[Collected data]
▬▬▬▬▬▬▬▬▬▬
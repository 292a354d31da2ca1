//! Durable table definitions, reimplementing the `def_table!` pattern
//! `rostra-client-db` uses, since that crate (and its macro) is not a
//! dependency of this one.

macro_rules! def_table {
    ($(#[$outer:meta])*
        $name:ident : $k:ty => $v:ty) => {
        #[allow(unused)]
        $(#[$outer])*
        pub mod $name {
            use super::*;
            pub type Key = $k;
            pub type Value = $v;
            pub type Definition<'a> = redb_bincode::TableDefinition<'a, Key, Value>;
            pub type Table<'a> = redb_bincode::Table<'a, Key, Value>;
            pub const TABLE: Definition = redb_bincode::TableDefinition::new(stringify!($name));
        }
    };
}

use crate::model::EventRecord;

def_table! {
    /// The latest known record for each event id.
    events: String => EventRecord
}

def_table! {
    /// The last-observed upstream `updatedAt`, stored in ISO-8601 UTC-Z form.
    last_updated: String => String
}

def_table! {
    /// The single watermark checkpoint, stored in ISO-8601 UTC-Z form.
    watermark: () => String
}
//! Command Interpreter.
//!
//! Commands run strictly in order against one `ModelState`. The first
//! failing command stops the run; its error is tagged with the command's
//! 1-based position in the program. Nothing is rolled back.
pub mod greenshields;
pub mod verbs;

use std::io::Write;

use tracing::{debug, warn};

use crate::cli::Settings;
use crate::error::{DslError, Result};
use crate::model::{Command, ModelState};
use verbs::Verb;

pub struct Interpreter<'s, W: Write> {
    settings: &'s Settings,
    out: W,
}

impl<'s, W: Write> Interpreter<'s, W> {
    /// `out` receives the per-command report lines and the summary.
    pub fn new(settings: &'s Settings, out: W) -> Self {
        Self { settings, out }
    }

    pub fn execute(&mut self, commands: &[Command], state: &mut ModelState) -> Result<()> {
        for (i, cmd) in commands.iter().enumerate() {
            let line = i + 1;
            self.step(cmd, line, state).map_err(|e| e.at_line(line))?;
        }
        Ok(())
    }

    fn step(&mut self, cmd: &Command, line: usize, state: &mut ModelState) -> Result<()> {
        let report = match Verb::from_keyword(&cmd.verb) {
            Some(verb) => {
                debug!(line, %verb, operands = ?cmd.operands, "dispatch");
                verb.handler()(&cmd.operands, state, self.settings)?
            }
            None => {
                warn!(line, verb = %cmd.verb, "unknown command skipped");
                format!("[WARNING] Unknown command: {}", cmd.verb)
            }
        };
        self.emit(&report)
    }

    fn emit(&mut self, report: &str) -> Result<()> {
        writeln!(self.out, "{report}").map_err(DslError::Report)
    }
}

/// Run `commands` on a fresh state and return it.
pub fn execute<W: Write>(commands: &[Command], settings: &Settings, out: W) -> Result<ModelState> {
    let mut state = ModelState::new();
    Interpreter::new(settings, out).execute(commands, &mut state)?;
    Ok(state)
}
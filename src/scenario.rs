//! Scenario programs: the bridge between a set of model parameters and a
//! program the interpreter can run, plus locating a run's exported table.

use std::fmt::Write as _;
use std::fs::{self, File};
use std::io::{self, Write as _};
use std::path::{Path, PathBuf};
use std::time::{SystemTime, UNIX_EPOCH};

use anyhow::{Context, Result, bail};
use serde::{Deserialize, Serialize};

use crate::writer::csv::table_path;

/// Parameters of one scenario. Missing JSON fields take the defaults.
#[derive(Debug, Clone, PartialEq, Serialize, Deserialize)]
#[serde(default)]
pub struct ScenarioParams {
    pub name: String,
    /// km/h
    pub free_flow: f64,
    /// veh/km
    pub jam_density: f64,
    pub start: f64,
    /// Defaults to the jam density.
    pub end: Option<f64>,
    pub step: f64,
}

impl Default for ScenarioParams {
    fn default() -> Self {
        Self {
            name: String::new(),
            free_flow: 100.0,
            jam_density: 200.0,
            start: 0.0,
            end: None,
            step: 5.0,
        }
    }
}

impl ScenarioParams {
    pub fn end(&self) -> f64 {
        self.end.unwrap_or(self.jam_density)
    }

    /// The scenario name, or `scenario_<unix seconds>` when none was given.
    pub fn name_or_default(&self) -> String {
        if self.name.trim().is_empty() {
            default_name()
        } else {
            self.name.trim().to_string()
        }
    }

    pub fn validate(&self) -> Result<()> {
        if !(self.free_flow > 0.0) {
            bail!("free-flow speed must be positive, got {}", self.free_flow);
        }
        if !(self.jam_density > 0.0) {
            bail!("jam density must be positive, got {}", self.jam_density);
        }
        if !(self.step > 0.0) {
            bail!("step must be positive, got {}", self.step);
        }
        if self.end() < self.start {
            bail!("end density {} is below start {}", self.end(), self.start);
        }
        if self.name.contains(['/', '\\']) || self.name.contains(char::is_whitespace) {
            bail!("scenario name `{}` must be a single path-free word", self.name);
        }
        Ok(())
    }

    /// Render the canonical program for these parameters.
    pub fn to_program(&self, name: &str) -> String {
        let mut p = String::new();
        // Writing into a String cannot fail.
        let _ = writeln!(p, "# Traffic Scenario: {name}");
        let _ = writeln!(p, "FREE_FLOW        {}", self.free_flow);
        let _ = writeln!(p, "JAM_DENSITY      {}", self.jam_density);
        let _ = writeln!(
            p,
            "DENSITY_RANGE    {} {} {}",
            self.start,
            self.end(),
            self.step
        );
        p.push_str("COMPUTE_SPEED\nCOMPUTE_FLOW\nCAPACITY\n");
        let _ = writeln!(p, "EXPORT_CSV       {name}");
        p.push_str("PRINT_RESULTS\n");
        p
    }
}

pub fn default_name() -> String {
    let secs = SystemTime::now()
        .duration_since(UNIX_EPOCH)
        .map(|d| d.as_secs())
        .unwrap_or_default();
    format!("scenario_{secs}")
}

/// Validate `params` and write `<input_dir>/<name>.txt`.
///
/// An existing file is only replaced when `overwrite` is set.
pub fn write_scenario(input_dir: &Path, params: &ScenarioParams, overwrite: bool) -> Result<PathBuf> {
    params.validate()?;
    let name = params.name_or_default();
    let path = input_dir.join(format!("{name}.txt"));

    let file = if overwrite {
        File::create(&path)
    } else {
        File::create_new(&path)
    };
    let mut file = match file {
        Ok(file) => file,
        Err(e) if e.kind() == io::ErrorKind::AlreadyExists => {
            bail!("{} already exists (use --force to replace it)", path.display());
        }
        Err(e) => {
            return Err(e).with_context(|| format!("Creating {}", path.display()));
        }
    };
    file.write_all(params.to_program(&name).as_bytes())
        .with_context(|| format!("Writing {}", path.display()))?;
    Ok(path)
}

/// `.txt` programs in `input_dir`, sorted by file name.
pub fn list_scenarios(input_dir: &Path) -> Result<Vec<PathBuf>> {
    let mut files = Vec::new();
    for entry in
        fs::read_dir(input_dir).with_context(|| format!("Listing {}", input_dir.display()))?
    {
        let path = entry?.path();
        if path.is_file() && path.extension().is_some_and(|e| e == "txt") {
            files.push(path);
        }
    }
    files.sort();
    Ok(files)
}

/// Where the table exported under `export_name` lives.
pub fn locate(output_dir: &Path, export_name: &str) -> PathBuf {
    table_path(output_dir, export_name)
}
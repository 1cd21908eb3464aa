use serde::Serialize;

/// One parsed line of a program: the verb and its raw operands.
///
/// Operands stay as text; each handler decides how to coerce them.
#[derive(Debug, Clone, PartialEq, Eq)]
pub struct Command {
    pub verb: String,
    pub operands: Vec<String>,
}

impl Command {
    pub fn new(verb: impl Into<String>, operands: &[&str]) -> Self {
        Self {
            verb: verb.into(),
            operands: operands.iter().map(|s| s.to_string()).collect(),
        }
    }
}

/// Mutable record threaded through one program execution.
///
/// Zero means "unset" for both model parameters. The three sample
/// vectors are aligned by index: `density[i]`, `speed[i]` and `flow[i]`
/// describe the same sample point.
#[derive(Debug, Clone, Default, PartialEq, Serialize)]
pub struct ModelState {
    /// km/h
    pub free_flow_speed: f64,
    /// veh/km
    pub jam_density: f64,

    pub density_samples: Vec<f64>,
    pub speed_samples: Vec<f64>,
    pub flow_samples: Vec<f64>,

    /// veh/h
    pub max_flow: f64,
    /// veh/km
    pub optimal_density: f64,

    pub export_name: String,
}

impl ModelState {
    pub fn new() -> Self {
        Self::default()
    }

    pub fn parameters_set(&self) -> bool {
        self.free_flow_speed != 0.0 && self.jam_density != 0.0
    }

    pub fn sample_count(&self) -> usize {
        self.density_samples.len()
    }

    /// Drop everything derived from the density samples.
    pub fn invalidate_derived(&mut self) {
        self.speed_samples.clear();
        self.flow_samples.clear();
        self.max_flow = 0.0;
        self.optimal_density = 0.0;
    }
}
▬▬▬▬▬▬▬▬▬▬
Requirement =>
Look through the entries. Copy out each line with "when" in it.

Answer to this task =>
    /// The scenario name, or `scenario_<unix seconds>` when none was given.
/// An existing file is only replaced when `overwrite` is set.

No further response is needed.